Some researchers may have finally found an answer – robotic animals. More accurately, camera probes disguised as the animals they’re intended to observe. These robots might look like they’d be at home on the shelves of a toy store – but they’re actually sensitive instruments designed to collect data and footage of animals in their natural habitats.

Studying Penguins

Dr. Yvon Le Maho and his team of researchers from the University of Strasbourg initially came up with the idea for these animal-shaped robots after realizing that their efforts to study penguins were being hindered by the fact that Le Maho and his team looked nothing like penguins. It’s a common problem — humans, even well-intentioned scientists, are perceived as a threat by many of the species they study.

Le Maho’s first prototype was a bit awkward – essentially, a stuffed toy penguin on a remote-controlled set of ice-ready wheels. While it took a few tries to get it right, eventually most of the penguins accepted the rolling camera as one of their own, and the team of researchers was able to get a good look at what the penguins would act like in the wild, under no supervision.

Some of the adult emperor penguins were seen pecking the camera probe, but it managed to huddle with a group of chicks without being kicked out. Some members of the troop even attempted singing songs to the probe, as if they were trying to communicate with it. Meanwhile, the team of researchers stayed a full 200 meters away from the scene, an effective distance to ensure that they would not be seen or heard by the penguins.

Observing some penguins attempting to communicate with the rover, Le Maho realized that it was likely these penguins saw the rover as a potential mate, and were making calls in order to gauge the robot’s suitability as a mate. Seeing this, the team of researchers told reporters that next time they would program the bot to make sounds in response.

Averting Danger

Building these animal probes is not only a matter of observing animals’ most natural behavior. Some animals are difficult to study because they see a team of researchers as less of a threat, and more of a delicious meal. In these cases, these sturdy robots come in handy because they’re harder to hurt than a squishy human researcher. Biology teams can simply send in a robot to spend some time around predatory species like bears or lions in the wild. In turn, they can observe behaviours that might never occur in captivity.

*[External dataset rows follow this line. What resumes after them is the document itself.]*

/// CommandList trait - records rendering commands with dynamic rendering

use std::any::Any;
use std::sync::Arc;
use crate::error::Result;
use crate::graphics_device::{
    Pipeline, Buffer, Texture, DescriptorSet, IndexType, ShaderStageFlags,
    ImageLayout, SubresourceRange,
};

/// Viewport dimensions and depth range
#[derive(Debug, Clone, Copy, PartialEq)]
pub struct Viewport {
    pub x: f32,
    pub y: f32,
    pub width: f32,
    pub height: f32,
    pub min_depth: f32,
    pub max_depth: f32,
}

impl Viewport {
    /// Full-extent viewport with depth range [0, 1]
    pub fn from_extent(width: u32, height: u32) -> Self {
        Self { x: 0.0, y: 0.0, width: width as f32, height: height as f32, min_depth: 0.0, max_depth: 1.0 }
    }
}

/// 2D rectangle
#[derive(Debug, Clone, Copy, PartialEq, Eq)]
pub struct Rect2D {
    pub x: i32,
    pub y: i32,
    pub width: u32,
    pub height: u32,
}

impl Rect2D {
    pub fn from_extent(width: u32, height: u32) -> Self {
        Self { x: 0, y: 0, width, height }
    }
}

/// Clear value for an attachment
#[derive(Debug, Clone, Copy, PartialEq)]
pub enum ClearValue {
    /// RGBA
    Color([f32; 4]),
    DepthStencil { depth: f32, stencil: u32 },
}

/// What happens to attachment contents when rendering begins
#[derive(Debug, Clone, Copy, PartialEq, Eq, Default)]
pub enum LoadOp {
    Load,
    #[default]
    Clear,
    DontCare,
}

/// What happens to attachment contents when rendering ends
#[derive(Debug, Clone, Copy, PartialEq, Eq, Default)]
pub enum StoreOp {
    #[default]
    Store,
    DontCare,
}

/// One attachment of a dynamic rendering scope
///
/// Only the (mip, layer) subresource is rendered to and transitioned.
#[derive(Clone)]
pub struct RenderingAttachment {
    pub texture: Arc<dyn Texture>,
    pub mip_level: u32,
    pub array_layer: u32,
    pub load_op: LoadOp,
    pub store_op: StoreOp,
    pub clear_value: ClearValue,
}

impl RenderingAttachment {
    /// Mip 0 / layer 0, cleared to `clear_color` and stored
    pub fn color(texture: Arc<dyn Texture>, clear_color: [f32; 4]) -> Self {
        Self {
            texture,
            mip_level: 0,
            array_layer: 0,
            load_op: LoadOp::Clear,
            store_op: StoreOp::Store,
            clear_value: ClearValue::Color(clear_color),
        }
    }

    /// Mip 0 / layer 0, cleared to `depth` and discarded after the pass
    pub fn depth(texture: Arc<dyn Texture>, depth: f32) -> Self {
        Self {
            texture,
            mip_level: 0,
            array_layer: 0,
            load_op: LoadOp::Clear,
            store_op: StoreOp::DontCare,
            clear_value: ClearValue::DepthStencil { depth, stencil: 0 },
        }
    }

    /// Builder-style subresource selection
    pub fn at(mut self, mip_level: u32, array_layer: u32) -> Self {
        self.mip_level = mip_level;
        self.array_layer = array_layer;
        self
    }
}

/// Command list for recording GPU work
///
/// State machine: `begin` -> recording -> [`begin_rendering` .. `end_rendering`]* -> `end`.
/// Calls made in the wrong state return `Error::InvalidOperation`.
/// Submitted through `GraphicsDevice::submit_command_list`.
pub trait CommandList: Send + Sync {
    /// Begin recording
    fn begin(&mut self) -> Result<()>;

    /// Finish recording (not allowed inside a rendering scope)
    fn end(&mut self) -> Result<()>;

    /// Open a dynamic rendering scope
    ///
    /// Each attachment subresource is transitioned into its attachment layout
    /// with a single batched barrier before rendering starts.
    fn begin_rendering(
        &mut self,
        color_attachments: &[RenderingAttachment],
        depth_attachment: Option<&RenderingAttachment>,
        render_area: Rect2D,
    ) -> Result<()>;

    /// Close the rendering scope
    ///
    /// Swapchain images move to PRESENT_SRC, every other attachment to
    /// SHADER_READ_ONLY.
    fn end_rendering(&mut self) -> Result<()>;

    fn set_viewport(&mut self, viewport: Viewport) -> Result<()>;

    fn set_scissor(&mut self, scissor: Rect2D) -> Result<()>;

    fn bind_pipeline(&mut self, pipeline: &Arc<dyn Pipeline>) -> Result<()>;

    /// Bind a descriptor set at `set_index` of the pipeline layout
    fn bind_descriptor_set(
        &mut self,
        pipeline: &Arc<dyn Pipeline>,
        set_index: u32,
        descriptor_set: &Arc<dyn DescriptorSet>,
    ) -> Result<()>;

    fn push_constants(
        &mut self,
        pipeline: &Arc<dyn Pipeline>,
        stages: ShaderStageFlags,
        offset: u32,
        data: &[u8],
    ) -> Result<()>;

    fn bind_vertex_buffer(&mut self, binding: u32, buffer: &Arc<dyn Buffer>, offset: u64) -> Result<()>;

    fn bind_index_buffer(&mut self, buffer: &Arc<dyn Buffer>, offset: u64, index_type: IndexType) -> Result<()>;

    fn draw(&mut self, vertex_count: u32, instance_count: u32, first_vertex: u32, first_instance: u32) -> Result<()>;

    fn draw_indexed(
        &mut self,
        index_count: u32,
        instance_count: u32,
        first_index: u32,
        vertex_offset: i32,
        first_instance: u32,
    ) -> Result<()>;

    /// Dispatch compute work groups; needs a bound compute pipeline, outside rendering
    fn dispatch(&mut self, group_count_x: u32, group_count_y: u32, group_count_z: u32) -> Result<()>;

    /// Transition a range of subresources from their tracked layouts
    fn transition_image_layout(
        &mut self,
        texture: &Arc<dyn Texture>,
        new_layout: ImageLayout,
        range: SubresourceRange,
    ) -> Result<()>;

    /// Downcast support for backends
    fn as_any(&self) -> &dyn Any;
}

The scientists behind the robotic penguin chick hope that their probe will eventually be used in conjunction with tagging practices. With a few adjustments, this probe could be used to read radio tags. This application could be even more useful in the case of animals that are difficult enough to tag in the first place – to help researchers take some of the physical strain and effort out of reading the data.


Scientific research isn’t the only potential application for these animal robots. Wildlife filmmaker John Downer has also been using these robots to get up-close and personal with animals. The shots that can help scientists view the lives of animals up close are also, as it turns out, fascinating to viewers who tune in to Downer’s nature programs on the BBC.

For one show, Downer’s production team built a small robotic probe that looked like a snowball to film polar bears. While a roving snowball didn’t exactly go unnoticed by the bears, it allowed the team to film them up close without putting any of the crew in harm’s way. The film that Downer’s “snowball” captured is yet another example of how well the robots work with more dangerous animals – the camera appears to get damaged in the clip, but it’s much easier to replace than a crew member.

The same team also created a series of realistic robotic fish to observe sea life such as dolphins and sea turtles. Biologists already use robotic probes to observe sea turtles – perhaps someday these will be replaced with more fish-looking robots that will allow scientists to view the turtles completely undisturbed.

Other Applications

Just as scientists who are already sending out robotic probes to study sea life could benefit from robots that look more like animals, there are many applications for robots that can be easily disguised as wildlife. Admittedly, not all of these applications are inherently peaceful. Observational and armed drones, for example, could easily be disguised as birds and even insects in order to get closer to targets without being noticed. Once these robots become commonplace, though, they may even break into the toy market.

Researchers at the National University of Singapore have also been developing a robot that takes design inspiration from the bodies of sea turtles. When finished, the hope is that this robot will swim through the ocean monitoring water quality and helping conservationists to ensure that animals’ habitats are protected.